What you are asked to do: All that is wanted is a word-for-word copy of the data from its first line to the line containing "use regex::Regex;", both included.

Segment Open

// ==========================================
// 集装箱单证核对系统 - 核心错误类型
// ==========================================
// 依据: Rust 错误处理最佳实践
// 工具: thiserror 派生宏
// ==========================================
// 传播策略: 工作表级结构失败收集而不中断多表扫描;
// 运行级失败汇总所有逐表原因为单条可读诊断
// ==========================================

use thiserror::Error;

/// 核心错误类型
#[derive(Error, Debug)]
pub enum CoreError {
    // ===== 结构识别错误 =====
    // 单表结构失败不走错误通道,由 SheetCandidate.reason 承载;
    // 只有整册无可用表才升级为运行级错误
    #[error("无可用工作表:\n{0}")]
    NoValidSheet(String),

    // ===== 重排引擎错误 =====
    // 块划分不变量被破坏属于程序级内部错误,绝不静默吞掉
    #[error("块完整性违规: {0}")]
    BlockIntegrity(String),

    #[error("重排输入缺少箱号列 ({sheet})")]
    MissingContainerColumn { sheet: String },

    // ===== 通用错误 =====
    #[error("内部错误: {0}")]
    Internal(String),

    #[error(transparent)]
    Other(#[from] anyhow::Error),
}

/// Result 类型别名
pub type CoreResult<T> = Result<T, CoreError>;
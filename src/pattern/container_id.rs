// ==========================================
// 集装箱单证核对系统 - 箱号校验器
// ==========================================
// 依据: ISO 6346 - 箱主代码 + 序号 + 校验位
// 职责: 形态匹配与校验位验证两级判定
// ==========================================
// 红线: "检测到箱号形态" 与 "箱号有效" 必须区分,
// 模糊/部分识别场景允许仅形态匹配
// ==========================================

use crate::config::thresholds::{SHAPE_MATCH_WEIGHT, VALID_MATCH_WEIGHT};
use crate::domain::CellValue;
use once_cell::sync::Lazy;
use regex::Regex;

static CONTAINER_ID_RE: Lazy<Regex> =
    Lazy::new(|| Regex::new(r"^[A-Z]{4}\d{7}$").expect("箱号正则非法"));

// ISO 6346 字母数值表: A=10 起,跳过 11 的倍数 (11/22/33),至 Z=38
const LETTER_VALUES: [u32; 26] = [
    10, 12, 13, 14, 15, 16, 17, 18, 19, 20, 21, 23, 24, 25, 26, 27, 28, 29, 30, 31, 32, 34, 35,
    36, 37, 38,
];

// ==========================================
// 匹配等级
// ==========================================
#[derive(Debug, Clone, Copy, PartialEq, Eq)]
pub enum IdMatch {
    /// 不是箱号
    None,
    /// 正则过、校验位未过（部分识别）
    ShapeOnly,
    /// 正则 + 校验位均通过
    Valid,
}

/// 字母的 ISO 6346 数值
pub fn letter_value(c: char) -> Option<u32> {
    if c.is_ascii_uppercase() {
        Some(LETTER_VALUES[(c as usize) - ('A' as usize)])
    } else {
        None
    }
}

/// 计算校验位
///
/// # 参数
/// - `owner_serial`: 前 10 位（4 字母箱主代码 + 6 位序号）
///
/// # 算法
/// 位置 i (0 起) 权重 2^i,字母按数值表取值,求和 mod 11,10 映射为 0
pub fn check_digit(owner_serial: &str) -> Option<u32> {
    let chars: Vec<char> = owner_serial.chars().collect();
    if chars.len() != 10 {
        return None;
    }

    let mut sum: u64 = 0;
    for (i, c) in chars.iter().enumerate() {
        let value = if i < 4 {
            letter_value(*c)?
        } else {
            c.to_digit(10)?
        };
        sum += (value as u64) << i;
    }

    Some(((sum % 11) % 10) as u32)
}

/// 形态匹配（大小写归一后比对正则）
pub fn is_shape(raw: &str) -> bool {
    CONTAINER_ID_RE.is_match(&raw.trim().to_uppercase())
}

/// 完整有效性（形态 + 校验位）
pub fn validate(raw: &str) -> bool {
    let normalized = raw.trim().to_uppercase();
    if !CONTAINER_ID_RE.is_match(&normalized) {
        return false;
    }

    let expected = match check_digit(&normalized[..10]) {
        Some(d) => d,
        None => return false,
    };
    let actual = normalized
        .chars()
        .nth(10)
        .and_then(|c| c.to_digit(10));

    actual == Some(expected)
}

/// 单元格检测;非文本单元格一律不命中
pub fn detect(cell: &CellValue) -> IdMatch {
    let text = match cell.trimmed_text() {
        Some(t) => t,
        None => return IdMatch::None,
    };

    if !is_shape(text) {
        return IdMatch::None;
    }

    if validate(text) {
        IdMatch::Valid
    } else {
        IdMatch::ShapeOnly
    }
}

/// 列画像使用的匹配权重
pub fn match_weight(cell: &CellValue) -> f64 {
    match detect(cell) {
        IdMatch::None => 0.0,
        IdMatch::ShapeOnly => SHAPE_MATCH_WEIGHT,
        IdMatch::Valid => VALID_MATCH_WEIGHT,
    }
}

Segment Closed

Result:
// ==========================================
// 集装箱单证核对系统 - 核心错误类型
// ==========================================
// 依据: Rust 错误处理最佳实践
// 工具: thiserror 派生宏
// ==========================================
// 传播策略: 工作表级结构失败收集而不中断多表扫描;
// 运行级失败汇总所有逐表原因为单条可读诊断
// ==========================================

use thiserror::Error;

/// 核心错误类型
#[derive(Error, Debug)]
pub enum CoreError {
    // ===== 结构识别错误 =====
    // 单表结构失败不走错误通道,由 SheetCandidate.reason 承载;
    // 只有整册无可用表才升级为运行级错误
    #[error("无可用工作表:\n{0}")]
    NoValidSheet(String),

    // ===== 重排引擎错误 =====
    // 块划分不变量被破坏属于程序级内部错误,绝不静默吞掉
    #[error("块完整性违规: {0}")]
    BlockIntegrity(String),

    #[error("重排输入缺少箱号列 ({sheet})")]
    MissingContainerColumn { sheet: String },

    // ===== 通用错误 =====
    #[error("内部错误: {0}")]
    Internal(String),

    #[error(transparent)]
    Other(#[from] anyhow::Error),
}

/// Result 类型别名
pub type CoreResult<T> = Result<T, CoreError>;
filename src/pattern/container_id.rs
// ==========================================
// 集装箱单证核对系统 - 箱号校验器
// ==========================================
// 依据: ISO 6346 - 箱主代码 + 序号 + 校验位
// 职责: 形态匹配与校验位验证两级判定
// ==========================================
// 红线: "检测到箱号形态" 与 "箱号有效" 必须区分,
// 模糊/部分识别场景允许仅形态匹配
// ==========================================

use crate::config::thresholds::{SHAPE_MATCH_WEIGHT, VALID_MATCH_WEIGHT};
use crate::domain::CellValue;
use once_cell::sync::Lazy;
use regex::Regex;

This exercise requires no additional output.